Sunday, March 22, 2009

What the Sea Wants


What the sea wants, Robert had written in his diary, the sea will have. What is not given freely, she will take by seduction or force. Her name is Sacrifice.

Robert had fished alone since the loss of his father and two brothers. He had wanted to attend grade twelve on the mainland, had been one of the schoolteacher's most promising students with a natural love for language and a gift for learning. He was curious, inventive, hungry for words and determined to absorb all he could and pass it on. He studied hard and was focused on a future of teaching and writing. He often kept the schoolteacher late to examine his papers in detail and criticize his work. He treated his books like treasures and mystified his family with his passion for schooling and accomplishment. The sea will never be enough for him, his daddy confessed to my grandmother sadly only to have Nana snap back at him, And why should it be, Cyrus? Give the boy his chance.

Robert's chance almost came but for the day his father and brothers headed out under bright, blue skies and didn't return. A freak storm hit and the boats turned back but at the last minute, Cyrus hesitated to clear a fouled net. Still could've made it, John Sullivan told Nana angrily, Would've made it 'cept for that second storm and the sea closin' in the way she did. Wasn't nothin' we could do. Nana went with Long John to break the news and didn't come back until the next day. There was a widow and two small daughters to be tended to and Robert was on the mainland, taking his grade twelve test.

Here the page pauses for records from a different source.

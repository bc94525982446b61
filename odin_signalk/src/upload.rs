/*
 * Copyright © 2025, United States Government, as represented by the Administrator of
 * the National Aeronautics and Space Administration. All rights reserved.
 *
 * The “ODIN” software is licensed under the Apache License, Version 2.0 (the "License");
 * you may not use this file except in compliance with the License. You may obtain a copy
 * of the License at http://www.apache.org/licenses/LICENSE-2.0.
 *
 * Unless required by applicable law or agreed to in writing, software distributed under
 * the License is distributed on an "AS IS" BASIS, WITHOUT WARRANTIES OR CONDITIONS OF ANY KIND,
 * either express or implied. See the License for the specific language governing permissions
 * and limitations under the License.
 */

//! upload of (already parsed) routes, waypoints and tracks to the resources API of a SignalK server

use std::collections::BTreeMap;
use futures::stream::{FuturesUnordered, StreamExt};
use geo::{Distance, Haversine, Point};
use reqwest::{Client, RequestBuilder, Response};
use serde::{Serialize,Deserialize};
use serde_json::{Map, Value, json};
use strum::IntoStaticStr;
use tracing::{debug, info, warn};
use url::Url;

use crate::{errors::{Result, op_failed}, messages::new_uuid};

pub const RESOURCE_ID_PREFIX: &str = "urn:mrn:signalk:uuid:";

#[derive(Debug,Clone,Copy,PartialEq,Eq,IntoStaticStr)]
#[strum(serialize_all="lowercase")]
pub enum ResourceKind {
    Routes,
    Waypoints,
    Tracks,
}

#[derive(Debug,Clone,Default,Serialize,Deserialize)]
pub struct RoutePoint {
    pub lon: f64,
    pub lat: f64,
    pub name: Option<String>,
}

#[derive(Debug,Clone,Default,Serialize,Deserialize)]
#[serde(default)]
pub struct RouteInput {
    pub name: Option<String>,
    pub description: Option<String>,
    pub points: Vec<RoutePoint>,
    pub properties: BTreeMap<String,Value>, // cmt, src, number, type ..
}

#[derive(Debug,Clone,Default,Serialize,Deserialize)]
#[serde(default)]
pub struct WaypointInput {
    pub name: Option<String>,
    pub description: Option<String>,
    pub lon: f64,
    pub lat: f64,
    pub altitude: Option<f64>,
    pub properties: BTreeMap<String,Value>, // cmt, sym, type, fix ..
}

#[derive(Debug,Clone,Default,Serialize,Deserialize)]
#[serde(default)]
pub struct TrackInput {
    pub name: Option<String>,
    pub description: Option<String>,
    pub segments: Vec<Vec<[f64;2]>>, // [lon,lat] points
    pub properties: BTreeMap<String,Value>,
}

/// the items selected for upload
#[derive(Debug,Clone,Default,Serialize,Deserialize)]
#[serde(default)]
pub struct UploadSelection {
    pub routes: Vec<RouteInput>,
    pub waypoints: Vec<WaypointInput>,
    pub tracks: Vec<TrackInput>,
}

impl UploadSelection {
    pub fn len (&self)->usize { self.routes.len() + self.waypoints.len() + self.tracks.len() }
    pub fn is_empty (&self)->bool { self.len() == 0 }
}

/// the outcome of an upload, available once all submissions have been resolved
#[derive(Debug,Clone,Default,PartialEq,Serialize)]
#[serde(rename_all="camelCase")]
pub struct UploadReport {
    pub submitted: usize,
    pub errors: usize,
    pub routes: Vec<String>,    // ids of successfully uploaded routes
    pub waypoints: Vec<String>,
    pub tracks: Vec<String>,    // server assigned, if reported
}

impl UploadReport {
    pub fn is_ok (&self)->bool { self.errors == 0 }
}

/* #region payloads ********************************************************************************/

fn new_resource_id ()->String {
    format!("{RESOURCE_ID_PREFIX}{}", new_uuid())
}

fn item_name (name: &Option<String>, prefix: &str, idx: usize)->String {
    match name {
        Some(name) if !name.is_empty() => name.clone(),
        _ => format!("{prefix}: {idx}")
    }
}

fn properties_map (props: &BTreeMap<String,Value>)->Map<String,Value> {
    props.iter().map(|(k,v)| (k.clone(), v.clone())).collect()
}

/// total length of a route in meters
pub fn route_distance (points: &[RoutePoint])->f64 {
    points.windows(2).map(|w| {
        Haversine.distance( Point::new( w[0].lon, w[0].lat), Point::new( w[1].lon, w[1].lat))
    }).sum()
}

/// the SignalK v1 route resource. `idx` is the 1-based position of the route in its source
pub fn build_route (idx: usize, route: &RouteInput)->(String,Value) {
    let coords: Vec<[f64;2]> = route.points.iter().map(|p| [p.lon, p.lat]).collect();

    let mut props = properties_map( &route.properties);
    let wpt_names: Vec<Value> = route.points.iter().map(|p| p.name.clone().map_or( Value::Null, Value::String)).collect();
    if route.points.iter().any(|p| p.name.is_some()) {
        props.insert( "wptNames".to_string(), Value::Array(wpt_names));
    }

    let payload = json!({
        "name": item_name( &route.name, "Rte", idx),
        "description": route.description.clone().unwrap_or_default(),
        "distance": route_distance( &route.points),
        "start": null,
        "end": null,
        "feature": {
            "type": "Feature",
            "geometry": { "type": "LineString", "coordinates": coords },
            "properties": props,
            "id": ""
        }
    });

    (new_resource_id(), payload)
}

pub fn build_waypoint (idx: usize, wpt: &WaypointInput)->(String,Value) {
    let mut props = properties_map( &wpt.properties);
    props.insert( "name".to_string(), Value::String( item_name( &wpt.name, "Wpt", idx)));
    if let Some(desc) = wpt.description.as_ref().filter(|d| !d.is_empty()) {
        props.insert( "description".to_string(), Value::String( desc.clone()));
    }

    let mut position = json!({ "latitude": wpt.lat, "longitude": wpt.lon });
    let mut coords = vec![ wpt.lon, wpt.lat ];
    if let Some(alt) = wpt.altitude {
        position["altitude"] = json!(alt);
        coords.push(alt);
    }

    let payload = json!({
        "position": position,
        "feature": {
            "type": "Feature",
            "geometry": { "type": "Point", "coordinates": coords },
            "properties": props,
            "id": ""
        }
    });

    (new_resource_id(), payload)
}

/// the track resource. Tracks are POSTed, i.e. the server assigns the id
pub fn build_track (idx: usize, trk: &TrackInput)->Value {
    let mut props = properties_map( &trk.properties);
    props.insert( "name".to_string(), Value::String( item_name( &trk.name, "Trk", idx)));
    if let Some(desc) = trk.description.as_ref().filter(|d| !d.is_empty()) {
        props.insert( "description".to_string(), Value::String( desc.clone()));
    }

    json!({
        "feature": {
            "type": "Feature",
            "geometry": { "type": "MultiLineString", "coordinates": trk.segments },
            "properties": props,
            "id": ""
        }
    })
}

/* #endregion payloads */

/* #region uploader ********************************************************************************/

pub struct ResourceUploader {
    client: Client,
    base: Url,
    token: Option<String>,
}

impl ResourceUploader {
    /// `base` is the server root (e.g. "http://localhost:3000")
    pub fn new (base: &str, token: Option<String>)->Result<Self> {
        let base = Url::parse(base)?;
        Ok( ResourceUploader { client: Client::new(), base, token })
    }

    pub fn collection_url (&self, kind: ResourceKind)->Result<Url> {
        let kind: &'static str = kind.into();
        Ok( self.base.join( format!("/signalk/v1/api/resources/{kind}").as_str())?)
    }

    pub fn resource_url (&self, kind: ResourceKind, id: &str)->Result<Url> {
        let kind: &'static str = kind.into();
        Ok( self.base.join( format!("/signalk/v1/api/resources/{kind}/{id}").as_str())?)
    }

    /// PUT a resource with a client generated id
    pub async fn put_resource (&self, kind: ResourceKind, id: &str, payload: &Value)->Result<()> {
        let req = self.authorized( self.client.put( self.resource_url( kind, id)?).json(payload));
        completed_response( req.send().await?).await.map(|_| ())
    }

    /// POST a resource to its collection, returning the id assigned by the server (if reported)
    pub async fn post_resource (&self, kind: ResourceKind, payload: &Value)->Result<Option<String>> {
        let req = self.authorized( self.client.post( self.collection_url(kind)?).json(payload));
        let body = completed_response( req.send().await?).await?;
        Ok( body.get("id").and_then(|id| id.as_str()).map(|id| id.to_string()))
    }

    fn authorized (&self, req: RequestBuilder)->RequestBuilder {
        match &self.token {
            Some(token) => req.bearer_auth(token),
            None => req
        }
    }

    /// submit all selected items concurrently and report once every submission is resolved
    pub async fn upload (&self, selection: &UploadSelection)->UploadReport {
        // items without id are POSTed
        let mut items: Vec<(ResourceKind,Option<String>,Value)> = Vec::with_capacity( selection.len());
        for (i,r) in selection.routes.iter().enumerate() {
            let (id, payload) = build_route( i+1, r);
            items.push( (ResourceKind::Routes, Some(id), payload));
        }
        for (i,w) in selection.waypoints.iter().enumerate() {
            let (id, payload) = build_waypoint( i+1, w);
            items.push( (ResourceKind::Waypoints, Some(id), payload));
        }
        for (i,t) in selection.tracks.iter().enumerate() {
            items.push( (ResourceKind::Tracks, None, build_track( i+1, t)));
        }

        let mut report = UploadReport { submitted: items.len(), ..UploadReport::default() };
        let mut pending: FuturesUnordered<_> = items.iter().map(|(kind,id,payload)| async move {
            let res = match id {
                Some(id) => self.put_resource( *kind, id, payload).await.map(|_| Some(id.clone())),
                None => self.post_resource( *kind, payload).await
            };
            (*kind, res)
        }).collect();

        let mut outstanding = report.submitted;
        while let Some((kind, res)) = pending.next().await {
            outstanding -= 1;
            match res {
                Ok(id) => {
                    debug!("uploaded {kind:?} {id:?}");
                    if let Some(id) = id {
                        match kind {
                            ResourceKind::Routes => report.routes.push(id),
                            ResourceKind::Waypoints => report.waypoints.push(id),
                            ResourceKind::Tracks => report.tracks.push(id),
                        }
                    }
                }
                Err(e) => {
                    warn!("upload of {kind:?} failed: {e}");
                    report.errors += 1;
                }
            }
            debug!("{outstanding} uploads outstanding");
        }

        info!("upload complete: {} submitted, {} errors", report.submitted, report.errors);
        report
    }
}

/// a resource request only succeeded if the server responds with a success status and a JSON body
/// that has a "COMPLETED" state
async fn completed_response (response: Response)->Result<Value> {
    let body: Value = response.error_for_status()?.json().await?;
    match body.get("state").and_then(|s| s.as_str()) {
        Some("COMPLETED") => Ok(body),
        Some(state) => Err( op_failed( format!("resource request state {state}"))),
        None => Err( op_failed("resource response without state"))
    }
}

/* #endregion uploader */
/*
 * Copyright © 2025, United States Government, as represented by the Administrator of
 * the National Aeronautics and Space Administration. All rights reserved.
 *
 * The “ODIN” software is licensed under the Apache License, Version 2.0 (the "License");
 * you may not use this file except in compliance with the License. You may obtain a copy
 * of the License at http://www.apache.org/licenses/LICENSE-2.0.
 *
 * Unless required by applicable law or agreed to in writing, software distributed under
 * the License is distributed on an "AS IS" BASIS, WITHOUT WARRANTIES OR CONDITIONS OF ANY KIND,
 * either express or implied. See the License for the specific language governing permissions
 * and limitations under the License.
 */

//! path tables that map SignalK data paths to the entity fields they update

use std::collections::HashMap;
use lazy_static::lazy_static;

pub const NAVIGATION_POSITION: &str = "navigation.position";
pub const CALLSIGN_VHF: &str = "communication.callsignVhf";
pub const ATON_TYPE: &str = "atonType";

pub const WIND_ANGLE_TRUE_GROUND: &str = "environment.wind.angleTrueGround";
pub const WIND_ANGLE_TRUE_WATER: &str = "environment.wind.angleTrueWater";

pub const COURSE_RHUMBLINE: &str = "navigation.courseRhumbline";
pub const COURSE_GREAT_CIRCLE: &str = "navigation.courseGreatCircle";
pub const CLOSEST_APPROACH: &str = "navigation.closestApproach";
pub const RESOURCES_PREFIX: &str = "resources.";

/// self vessel paths for which we cache the raw value so that the host can choose preferred sources
pub const PREF_SOURCE_PATHS: [&str;10] = [
    "environment.wind.speedTrue",
    "environment.wind.speedOverGround",
    "environment.wind.angleTrueGround",
    "environment.wind.angleTrueWater",
    "environment.wind.directionTrue",
    "environment.wind.directionMagnetic",
    "navigation.courseOverGroundTrue",
    "navigation.courseOverGroundMagnetic",
    "navigation.headingTrue",
    "navigation.headingMagnetic",
];

pub fn is_pref_source_path (path: &str)->bool {
    PREF_SOURCE_PATHS.contains(&path)
}

#[derive(Debug,Clone,Copy,PartialEq,Eq)]
pub enum VesselField {
    Callsign,
    Position,
    State,
    Sog,
    CogTrue,
    CogMagnetic,
    HeadingTrue,
    HeadingMagnetic,
    WindAngleApparent,
    WindSpeedApparent,
    WindSpeedTrue,
    WindSpeedOverGround,
    WindAngleTrueGround,
    WindAngleTrueWater,
    WindDirectionTrue,
    WindDirectionMagnetic,
    EnvironmentMode,
    AnchorPosition,
    AnchorMaxRadius,
    AnchorCurrentRadius,
    AutopilotState,
    AutopilotMode,
}

/// fields of AtoN, SaR and aircraft targets. Everything else goes into the property bag
#[derive(Debug,Clone,Copy,PartialEq,Eq)]
pub enum TargetField {
    Callsign,
    Position,
    AtonType,
    CogTrue,
    Sog,
}

lazy_static! {
    pub static ref VESSEL_FIELDS: HashMap<&'static str, VesselField> = HashMap::from( [
        (CALLSIGN_VHF, VesselField::Callsign),
        (NAVIGATION_POSITION, VesselField::Position),
        ("navigation.state", VesselField::State),
        ("navigation.speedOverGround", VesselField::Sog),
        ("navigation.courseOverGroundTrue", VesselField::CogTrue),
        ("navigation.courseOverGroundMagnetic", VesselField::CogMagnetic),
        ("navigation.headingTrue", VesselField::HeadingTrue),
        ("navigation.headingMagnetic", VesselField::HeadingMagnetic),
        ("environment.wind.angleApparent", VesselField::WindAngleApparent),
        ("environment.wind.speedApparent", VesselField::WindSpeedApparent),
        ("environment.wind.speedTrue", VesselField::WindSpeedTrue),
        ("environment.wind.speedOverGround", VesselField::WindSpeedOverGround),
        (WIND_ANGLE_TRUE_GROUND, VesselField::WindAngleTrueGround),
        (WIND_ANGLE_TRUE_WATER, VesselField::WindAngleTrueWater),
        ("environment.wind.directionTrue", VesselField::WindDirectionTrue),
        ("environment.wind.directionMagnetic", VesselField::WindDirectionMagnetic),
        ("environment.mode", VesselField::EnvironmentMode),
        ("navigation.anchor.position", VesselField::AnchorPosition),
        ("navigation.anchor.maxRadius", VesselField::AnchorMaxRadius),
        ("navigation.anchor.currentRadius", VesselField::AnchorCurrentRadius),
        ("steering.autopilot.state", VesselField::AutopilotState),
        ("steering.autopilot.mode", VesselField::AutopilotMode),
    ]);

    pub static ref TARGET_FIELDS: HashMap<&'static str, TargetField> = HashMap::from( [
        (CALLSIGN_VHF, TargetField::Callsign),
        (NAVIGATION_POSITION, TargetField::Position),
        (ATON_TYPE, TargetField::AtonType),
        ("navigation.courseOverGroundTrue", TargetField::CogTrue),
        ("navigation.speedOverGround", TargetField::Sog),
    ]);
}

/// the course map key is the path without its first two segments
/// (e.g. "navigation.courseRhumbline.nextPoint.bearingTrue" -> "nextPoint.bearingTrue")
pub fn course_key (path: &str)->Option<&str> {
    let mut it = path.splitn(3, '.');
    it.next()?;
    it.next()?;
    it.next()
}

pub fn is_course_path (path: &str)->bool {
    path.starts_with(COURSE_RHUMBLINE) || path.starts_with(COURSE_GREAT_CIRCLE)
}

He returned to step into his father's shoes, putting his grade twelve dreams and scores behind him. He had become the only surviving male in his family and there was work to be done, women to be provided for, a house to be put in order. His choices, he came to realize, had gone to the sea and been lost in a freak summer storm. His dreams had been drowned and for just one day, he allowed himself the luxury of rage and bitterness, cursing the ocean and those who earned their living from it, cursing the village and the poverty in which he lived, cursing God for His cruelty and nature for her power. Then, tearless and resigned, barely sixteen and still a child, he took his place as breadwinner and fisherman and vowed never to look back.

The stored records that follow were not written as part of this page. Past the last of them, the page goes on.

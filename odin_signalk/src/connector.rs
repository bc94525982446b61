/*
 * Copyright © 2025, United States Government, as represented by the Administrator of
 * the National Aeronautics and Space Administration. All rights reserved.
 *
 * The “ODIN” software is licensed under the Apache License, Version 2.0 (the "License");
 * you may not use this file except in compliance with the License. You may obtain a copy
 * of the License at http://www.apache.org/licenses/LICENSE-2.0.
 *
 * Unless required by applicable law or agreed to in writing, software distributed under
 * the License is distributed on an "AS IS" BASIS, WITHOUT WARRANTIES OR CONDITIONS OF ANY KIND,
 * either express or implied. See the License for the specific language governing permissions
 * and limitations under the License.
 */

//! the upstream side of the worker. A `DeltaConnector` opens a SignalK stream and reports connection
//! events through a (per-connection) channel

use async_trait::async_trait;
use futures_util::{sink::SinkExt, stream::StreamExt};
use kanal::{AsyncReceiver, AsyncSender};
use serde_json::Value;
use tokio::{select, net::TcpStream, task::JoinHandle};
use tokio_tungstenite::{
    connect_async, WebSocketStream, MaybeTlsStream,
    tungstenite::{
        protocol::Message,
        http::header::{AUTHORIZATION, HeaderValue},
        client::IntoClientRequest,
    }
};
use tracing::{debug, info, warn};
use url::Url;

use crate::{errors::{OdinSignalKError, Result}, messages::OpenOptions};

pub type WsStream = WebSocketStream<MaybeTlsStream<TcpStream>>;

/// the ready state we report once the stream is connected
pub const READY_STATE_OPEN: u16 = 1;

#[derive(Debug,Clone)]
pub enum ConnectorEvent {
    Connected(u16),
    Message(Value),
    Error(String),
    Closed,
}

/// abstraction of the stream transport so that we can run the worker with in-memory feeds
#[async_trait]
pub trait DeltaConnector: Send + Sync {
    /// open a new connection to `url`. Events have to be sent to `tx` until the connection is closed
    async fn open (&mut self, url: Url, token: Option<String>, tx: AsyncSender<ConnectorEvent>)->Result<()>;

    /// send a (JSON) request upstream
    async fn send (&mut self, msg: String)->Result<()>;

    /// close the current connection. This has to be idempotent
    fn close (&mut self);
}

/// build the stream URL from open options. Playback connections get `startTime` and `playbackRate`
/// query parameters, both kinds get an optional `subscribe` parameter
pub fn stream_url (opts: &OpenOptions)->Result<Url> {
    let base = opts.url.as_deref().ok_or( OdinSignalKError::UrlError("no url".to_string()))?;
    let mut url = Url::parse(base)?;

    {
        let mut query = url.query_pairs_mut();
        if opts.is_playback() {
            if let Some(po) = &opts.playback_options {
                if let Some(start_time) = &po.start_time { query.append_pair("startTime", start_time); }
                if let Some(rate) = po.playback_rate { query.append_pair("playbackRate", rate.to_string().as_str()); }
                if let Some(subscribe) = &po.subscribe { query.append_pair("subscribe", subscribe); }
            }
        } else if let Some(subscribe) = &opts.subscribe {
            query.append_pair("subscribe", subscribe);
        }
    }

    // don't leave a dangling '?'
    if url.query() == Some("") { url.set_query(None) }
    Ok(url)
}

/* #region websocket connector *********************************************************************/

/// the live connector that reads a SignalK websocket stream
#[derive(Default)]
pub struct WsDeltaConnector {
    out_tx: Option<AsyncSender<String>>,
    task: Option<JoinHandle<()>>,
}

impl WsDeltaConnector {
    pub fn new ()->Self { Self::default() }
}

#[async_trait]
impl DeltaConnector for WsDeltaConnector {
    async fn open (&mut self, url: Url, token: Option<String>, tx: AsyncSender<ConnectorEvent>)->Result<()> {
        self.close();

        let mut request = url.as_str().into_client_request()?;
        if let Some(token) = token {
            let auth_val = format!("Bearer {token}");
            request.headers_mut().append( AUTHORIZATION, HeaderValue::from_str(auth_val.as_str())?);
        }

        let (out_tx, out_rx) = kanal::bounded_async::<String>(16);
        self.out_tx = Some(out_tx);

        self.task = Some( tokio::spawn( async move {
            info!("connecting to {url}");
            match connect_async(request).await {
                Ok((ws_stream,_)) => {
                    if tx.send( ConnectorEvent::Connected(READY_STATE_OPEN)).await.is_ok() {
                        run_ws( ws_stream, out_rx, &tx).await;
                    }
                }
                Err(e) => {
                    warn!("websocket connect failed: {e}");
                    let _ = tx.send( ConnectorEvent::Error( format!("connection error: {e}"))).await;
                    let _ = tx.send( ConnectorEvent::Closed).await;
                }
            }
        }));

        Ok(())
    }

    async fn send (&mut self, msg: String)->Result<()> {
        match &self.out_tx {
            Some(out_tx) => out_tx.send(msg).await.map_err(|e| OdinSignalKError::ChannelClosed(e.to_string())),
            None => Err(OdinSignalKError::NotConnected)
        }
    }

    fn close (&mut self) {
        // dropping the sender makes the connection task close the websocket
        self.out_tx = None;
        self.task = None;
    }
}

impl Drop for WsDeltaConnector {
    fn drop (&mut self) {
        if let Some(task) = self.task.take() { task.abort() }
    }
}

async fn run_ws (mut ws_stream: WsStream, out_rx: AsyncReceiver<String>, tx: &AsyncSender<ConnectorEvent>) {
    loop {
        select! {
            maybe_msg = ws_stream.next() => { // in: frame from server
                match maybe_msg {
                    Some(Ok(Message::Text(text))) => {
                        match serde_json::from_str::<Value>( text.as_str()) {
                            Ok(v) => {
                                if tx.send( ConnectorEvent::Message(v)).await.is_err() { return } // worker dropped this connection
                            }
                            Err(e) => debug!("ignoring malformed frame: {e}")
                        }
                    }
                    Some(Ok(Message::Close(_))) | None => {
                        info!("server closed websocket");
                        let _ = tx.send( ConnectorEvent::Closed).await;
                        return
                    }
                    Some(Ok(_)) => {} // ping/pong/binary
                    Some(Err(e)) => {
                        warn!("websocket read failed: {e}");
                        let _ = tx.send( ConnectorEvent::Error( format!("connection error: {e}"))).await;
                        let _ = tx.send( ConnectorEvent::Closed).await;
                        return
                    }
                }
            }

            maybe_req = out_rx.recv() => { // out: request to server
                match maybe_req {
                    Ok(req) => {
                        if ws_stream.send( Message::text(req)).await.is_err() {
                            warn!("failed to write to websocket");
                            let _ = tx.send( ConnectorEvent::Error( "failed to write to websocket".to_string())).await;
                        }
                    }
                    Err(_) => { // connector closed, this is nominal termination
                        let _ = ws_stream.send( Message::Close(None)).await;
                        return
                    }
                }
            }
        }
    }
}

/* #endregion websocket connector */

He spent the remainder of his life on the sea, seeing both his sisters married and moved away, caring for his mother until her death, eventually marrying and beginning his own family and taking over the house he'd known all his life. He became a good and faithful husband, a loving father and good provider. He was, if not happy, at least content and late at night he wrote of all the things that might have been, pouring out his bitterness and regrets on paper, hoping to put an end to them. He wrote mostly about the sea and her savageness, about a sadness that ebbed but never fully left, about how life plays tricks and takes what it likes, just like the sea. He was an ordinary man, disappointed and often gazing out over a horizon that beckoned but never got any closer except in his imagination. He was reconciled to what was but he missed what might have been and he never truly forgave the sea for her demands.

The sea, his last diary entry read, is never satisfied. The more you give, the more she demands.